We Wordle #25


Oh hey, it’s me again.

And hey, another wordle. Ho hum? Nah.

List of words as picked by Sabra and she’s picked one word each from last week’s poems submitted as follows:

Viv: hall
Abby: holes
Barbara: sleeping
Hannah: spiral
Rosyln: moment
Anya: dismissed
Debi: looked
Jules: suits
Irene: pondered
Laura: veined
Pat: solace

Use these words to build your poem, ok? 11 words only. The return of sanity finally.

And for another building block for your poem, we need a theme, or a hook. And it’s this: the gaze of the other.

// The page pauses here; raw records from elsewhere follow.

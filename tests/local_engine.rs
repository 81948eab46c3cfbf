use anyhow::{Result, bail};
use ironcrunch::engine::storage;
use ironcrunch::testing::TestPipeline;
use ironcrunch::*;
use std::sync::Arc;
use std::thread;
use std::time::{Duration, Instant};

fn wait(engine: &LocalEngine, handle: JobHandle) -> Result<JobStatus> {
    let deadline = Instant::now() + Duration::from_secs(10);
    loop {
        let status = engine.poll(handle)?;
        if status.is_terminal() {
            return Ok(status);
        }
        if Instant::now() > deadline {
            bail!("job {handle} did not finish");
        }
        thread::sleep(Duration::from_millis(1));
    }
}

#[test]
fn submitted_job_writes_its_temp_output() -> Result<()> {
    let p = TestPipeline::new()?;
    let f = Family::Binary;
    let t = f.table_of(&f.strings(), &f.longs())?;
    let shared = p
        .read(MemSource::new(t.clone(), [Value::pair("a", 2i64), Value::pair("a", 3i64)]))?
        .group_by_key()?
        .combine_values(SumLongs)?;
    shared.write(MemTarget::new("x", t.clone()))?;
    shared
        .map("copy", t.clone(), Ok)?
        .write(MemTarget::new("y", t.clone()))?;
    let jobs = p.jobs()?;

    let engine = LocalEngine::new(LocalEngineConfig {
        threads: Some(2),
        partitions: 2,
        ..LocalEngineConfig::default()
    });
    let handle = engine.submit(Arc::clone(&jobs[0]))?;
    assert_eq!(wait(&engine, handle)?, JobStatus::Succeeded);

    let location = engine.output_location(handle)?;
    assert_eq!(Some(location.clone()), jobs[0].output_location());
    assert_eq!(storage::read_records(&location, &t)?, vec![Value::pair("a", 5i64)]);
    assert_eq!(engine.read_output(&location, &t)?, vec![Value::pair("a", 5i64)]);

    let counters = engine.counters(handle);
    assert_eq!(counters.get("shuffle_groups"), Some(&1));
    assert_eq!(counters.get("attempts"), Some(&1));

    assert_eq!(engine.tracked(), 1);
    engine.release(handle);
    assert_eq!(engine.tracked(), 0);
    assert_eq!(engine.poll(handle), Err(EngineError::UnknownHandle(handle.raw())));
    Ok(())
}

#[test]
fn finished_runs_leave_no_tracked_jobs() -> Result<()> {
    let engine = Arc::new(LocalEngine::new(LocalEngineConfig {
        threads: Some(2),
        ..LocalEngineConfig::default()
    }));
    let p = TestPipeline::with_engine(engine.clone())?;
    let f = Family::Json;
    let shared = p
        .read(MemSource::new(f.strings(), ["a", "b"]))?
        .map("shared", f.strings(), Ok)?;
    shared.write(MemTarget::new("one", f.strings()))?;
    shared
        .map("again", f.strings(), Ok)?
        .write(MemTarget::new("two", f.strings()))?;

    let report = p.run()?;
    assert_eq!(report.stages.len(), 2);
    assert_eq!(engine.tracked(), 0);
    Ok(())
}

#[test]
fn unknown_handles_and_unfinished_jobs_are_errors() -> Result<()> {
    let engine = LocalEngine::default();
    let ghost = JobHandle::new(42);
    assert_eq!(engine.poll(ghost), Err(EngineError::UnknownHandle(42)));
    assert_eq!(engine.output_location(ghost), Err(EngineError::UnknownHandle(42)));
    assert!(engine.counters(ghost).is_empty());
    engine.cancel(ghost);
    Ok(())
}

#[test]
fn failed_job_has_no_output_location() -> Result<()> {
    let p = TestPipeline::new()?;
    let f = Family::Binary;
    p.read(MemSource::new(f.strings(), ["a"]))?
        .map("broken", f.strings(), |_| bail!("broken on purpose"))?
        .write(MemTarget::new("out", f.strings()))?;
    let jobs = p.jobs()?;

    let engine = LocalEngine::default();
    let handle = engine.submit(Arc::clone(&jobs[0]))?;
    match wait(&engine, handle)? {
        JobStatus::Failed(message) => assert!(message.contains("broken on purpose"), "{message}"),
        other => panic!("expected failure, got {other:?}"),
    }
    assert_eq!(
        engine.output_location(handle),
        Err(EngineError::NotFinished(handle.raw()))
    );
    Ok(())
}

#[test]
fn corrupt_intermediate_fails_the_reader() -> Result<()> {
    let dir = tempfile::tempdir()?;
    let location = dir.path().join("p7").display().to_string();
    let t = Family::Json.strings();
    storage::write_records(&location, &t, &[Value::from("ok")])?;
    std::fs::write(&location, b"this is not an intermediate file at all, only a long line of text")?;

    let engine = LocalEngine::default();
    match engine.read_output(&location, &t) {
        Err(EngineError::Storage(msg)) => assert!(msg.contains("checksum"), "{msg}"),
        other => panic!("expected a storage error, got {other:?}"),
    }
    Ok(())
}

You know clarity often comes unexpectedly. I was reading Mark Doty’s dog memoir today and there’s this moment that came toward the end of the book, when he has a sick retriever at home and then had an encounter with a stray dog, a yellow-ochre cross breed, on a street in Mexico. The pawing of the hand, the surrender of the weight of her head in both his hands. It opened his heart. A heart that was walled up in despair. With that openness, that nakedness, it billowed open. He felt compassion, grief and sorrow for her lot. But not hopeless.

So it is that with every one of us, we can contain sorrow and we can contain joy.

Then comes this gem of a sentence: “How should we know ourselves, except in the clarifying mirror of some other gaze?”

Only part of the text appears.